The artists, Kader Attia, Sammy Baloyi, Michael ­MacGarry and Adolphus Opara, challenge and subvert the way in which cultural narratives are constructed.

Until recently at major international galleries African art had been something of a sideshow used, for example, to describe ­Picasso’s ­fascination with the African ­sculptural form. This exhibition of modern African art marks a break with the mainstream narratives on display in most Western art galleries and represents the first of three annual Tate projects focusing on modern African art.

The curators of Contested ­Terrains are Kerryn Greenberg from ­Durban and Nigerian Jude ­Anogwih. They have attempted to reposition African art away from being a mere footnote to Western art and to “push an African agenda”. In an interview, Greenberg said she and Anogwih were “doing well in that respect”.

Contested terrain is a common theme — a point of reference — when it comes to discussing African art, although this exhibition is really about exposing emerging contemporary artists. The curators wanted artists who were “conceptually engaged as well as aesthetically strong”, said Greenberg, and who “haven’t been seen in a London space”.

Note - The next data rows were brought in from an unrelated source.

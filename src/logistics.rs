//! Single-shipment delivery estimate
//!
//! Finds the closest other district to the delivery point and prices the
//! leg by distance, weight and quantity.

use serde::{Deserialize, Serialize};
use tracing::warn;

use crate::districts::{DistrictRegistry, FALLBACK_LOCATION};
use crate::error::{LogisticsError, Result};
use crate::geo::{distance_km, GeoPoint};
use crate::models::{CostBreakdown, RouteDetails, RouteEstimate, RoutePoint};
use crate::stats::round2;

/// Tariff and speed used for estimates
#[derive(Debug, Clone, Copy, PartialEq, Serialize, Deserialize)]
pub struct LogisticsRates {
    /// Currency units per km
    pub distance_rate: f64,
    /// Currency units per kg
    pub weight_rate: f64,
    /// Currency units per item
    pub quantity_rate: f64,
    /// km/h, averaged over hill roads
    pub avg_speed_kmh: f64,
}

impl Default for LogisticsRates {
    fn default() -> Self {
        Self {
            distance_rate: 50.0,
            weight_rate: 10.0,
            quantity_rate: 5.0,
            avg_speed_kmh: 40.0,
        }
    }
}

/// Validated shipment figures
#[derive(Debug, Clone, Copy, PartialEq)]
pub struct Shipment {
    pub quantity: f64,
    pub weight: f64,
}

impl Shipment {
    pub fn new(quantity: f64, weight: f64) -> Result<Self> {
        for (label, value) in [("product_quantity", quantity), ("product_weight", weight)] {
            if !value.is_finite() || value < 0.0 {
                return Err(LogisticsError::validation(format!(
                    "{} must be a non-negative number, got {}",
                    label, value
                )));
            }
        }
        Ok(Self { quantity, weight })
    }

    /// Parse raw form fields
    pub fn parse(quantity: &str, weight: &str) -> Result<Self> {
        Self::new(parse_amount("product_quantity", quantity)?, parse_amount("product_weight", weight)?)
    }
}

fn parse_amount(label: &str, raw: &str) -> Result<f64> {
    let raw = raw.trim();
    raw.parse::<f64>().map_err(|_| {
        LogisticsError::validation(format!("{} must be numeric, got '{}'", label, raw))
    })
}

/// Round a cost for reporting; costs that leave the finite range are
/// rejected as bad input.
fn priced(label: &str, cost: f64) -> Result<f64> {
    let rounded = round2(cost);
    if rounded.is_finite() {
        Ok(rounded)
    } else {
        Err(LogisticsError::validation(format!(
            "{} is too large to price",
            label
        )))
    }
}

/// Closest registry district other than `target`, first minimum in
/// registry order.
pub fn nearest_district<'a>(
    registry: &'a DistrictRegistry,
    target: &str,
    origin: GeoPoint,
) -> Option<(&'a str, GeoPoint, f64)> {
    let mut best: Option<(&str, GeoPoint, f64)> = None;
    for district in registry.iter().filter(|d| d.name != target) {
        let d = distance_km(origin, district.location);
        if best.map_or(true, |(_, _, b)| d < b) {
            best = Some((district.name.as_str(), district.location, d));
        }
    }
    best
}

pub struct LogisticsEstimator<'a> {
    registry: &'a DistrictRegistry,
    rates: LogisticsRates,
}

impl<'a> LogisticsEstimator<'a> {
    pub fn new(registry: &'a DistrictRegistry, rates: LogisticsRates) -> Self {
        Self { registry, rates }
    }

    pub fn estimate(&self, delivery_district: &str, shipment: Shipment) -> Result<RouteEstimate> {
        let destination = match self.registry.lookup(delivery_district) {
            Some(point) => point,
            None => {
                warn!(
                    "Unknown delivery district '{}', falling back to Kathmandu",
                    delivery_district
                );
                FALLBACK_LOCATION
            }
        };

        let (nearest, origin, _) = nearest_district(self.registry, delivery_district, destination)
            .ok_or_else(|| LogisticsError::processing("district registry has no other districts"))?;

        let distance = distance_km(origin, destination);

        let distance_cost = priced("distance", distance * self.rates.distance_rate)?;
        let weight_cost = priced("product_weight", shipment.weight * self.rates.weight_rate)?;
        let quantity_cost = priced("product_quantity", shipment.quantity * self.rates.quantity_rate)?;
        // total is reported as the sum of the reported parts
        let total_cost = priced("shipment", distance_cost + weight_cost + quantity_cost)?;

        Ok(RouteEstimate {
            nearest_warehouse: nearest.to_string(),
            delivery_district: delivery_district.to_string(),
            estimated_distance: round2(distance),
            estimated_time: round2(distance / self.rates.avg_speed_kmh),
            route_details: RouteDetails {
                origin: RoutePoint::new(nearest, origin),
                destination: RoutePoint::new(delivery_district, destination),
            },
            cost_breakdown: CostBreakdown {
                distance_cost,
                weight_cost,
                quantity_cost,
                total_cost,
            },
        })
    }
}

South African artist MacGarry referred to his work The Ossuary as a collection of “relatively mundane domestic and household and consumerist objects”. They include a comb, a pair of glasses, a penknife, a bullet and a dildo.

Originally carved from ivory, they have been recreated from warthog tusk and polyurethane for the show.

Imported symbols
The individual pieces are laid out in a display cabinet like skeletal remains, or perhaps a future archaeological find. A Mercedes sign, a golf tee and a champagne cork represent the acquisition of ivory as status symbol. An ivory knuckle-duster “indicates a certain kind of political coercion”, MacGarry said.

With The Ossuary, he aims to highlight how the acquisition of imported goods by elites is a drain on the economy and does not assist local production.

Another piece by MacGarry is ­Fetish VI, an AK-47 with nails driven into it, which resembles sculpture by the Nkondi people of the Congo River. Nkondi fetishes, studded with nails, in human or even dog form, protect people from evil spirits, and the AK also suggests violence and danger.

MacGarry, who describes some of his work as satirical and compares himself to a political cartoonist, presses all those buttons with his piece The Discreet Charm of the Bourgeoisie, a stuffed monkey on stilts with a nose made from quartz, which from a distance looks a bit like a beak. The work is about bourgeois consumption and perhaps the need to buy a quartz nose — or beak.

Emissaries of an Iconic Religion by Nigerian photographer Opara is a series of photographic ­portraits of four Yoruba priests and a ­priestess. Each is a custodian of an individual spirit deity, or Orisha, showing their symbols of authority and power. They are the deities of protest, defence and judgment, measles, destiny, and all good things. With this work, Opara is reasserting the importance of African systems of belief, setting straight misrepresentations spread by rival religions.

Reconstructing the present
Open Your Eyes by French artist Attia, who works in Algeria and Berlin, is an old-fashioned slideshow showing a series of early before-and-after-surgery photographs of soldiers from World War I.

The pictures are on split frames, with two photos on each slide. In one picture the soldiers have terrible face wounds — gaping holes in their cheeks or chins and noses and eyes are missing.

In the other frame a ­photograph shows how they look with glass eyes and steel plates, rebuilt after surgery. One theme is the limitations of repair.
Next, the wounded soldiers are juxtaposed with images of African masks that, with their contours and deep incisions, appear to mirror their wounds.

The masks are revealed on closer examination to have similar bits of metal and stitching holding them together, like the repairs to the human faces of these soldiers. With captions such as “the archaeology of the repaired body” and “the myth of perfection”, Attia’s metaphors are working overtime.

Congolese artist Baloyi’s ­photographs present a landscape of crumbling mine infrastructure. A Congolese ghost town is shown in vivid reds and yellows, with black-and-white colonial snaps superimposed on the foreground. In one image, a movie is being filmed alongside an imperial visit from former president Mobutu Sese Seko — a lost city with rusting iron and abandoned buildings rises out of the background.

The postcolonial theme appears to resonate with Western art audiences, whether because of guilt or a timely rediscovery is hard to say. But a new fund created by the Tate ­Modern to acquire more African pieces and the appointment of a curator ­specialising in African contemporary art is a foot in the door.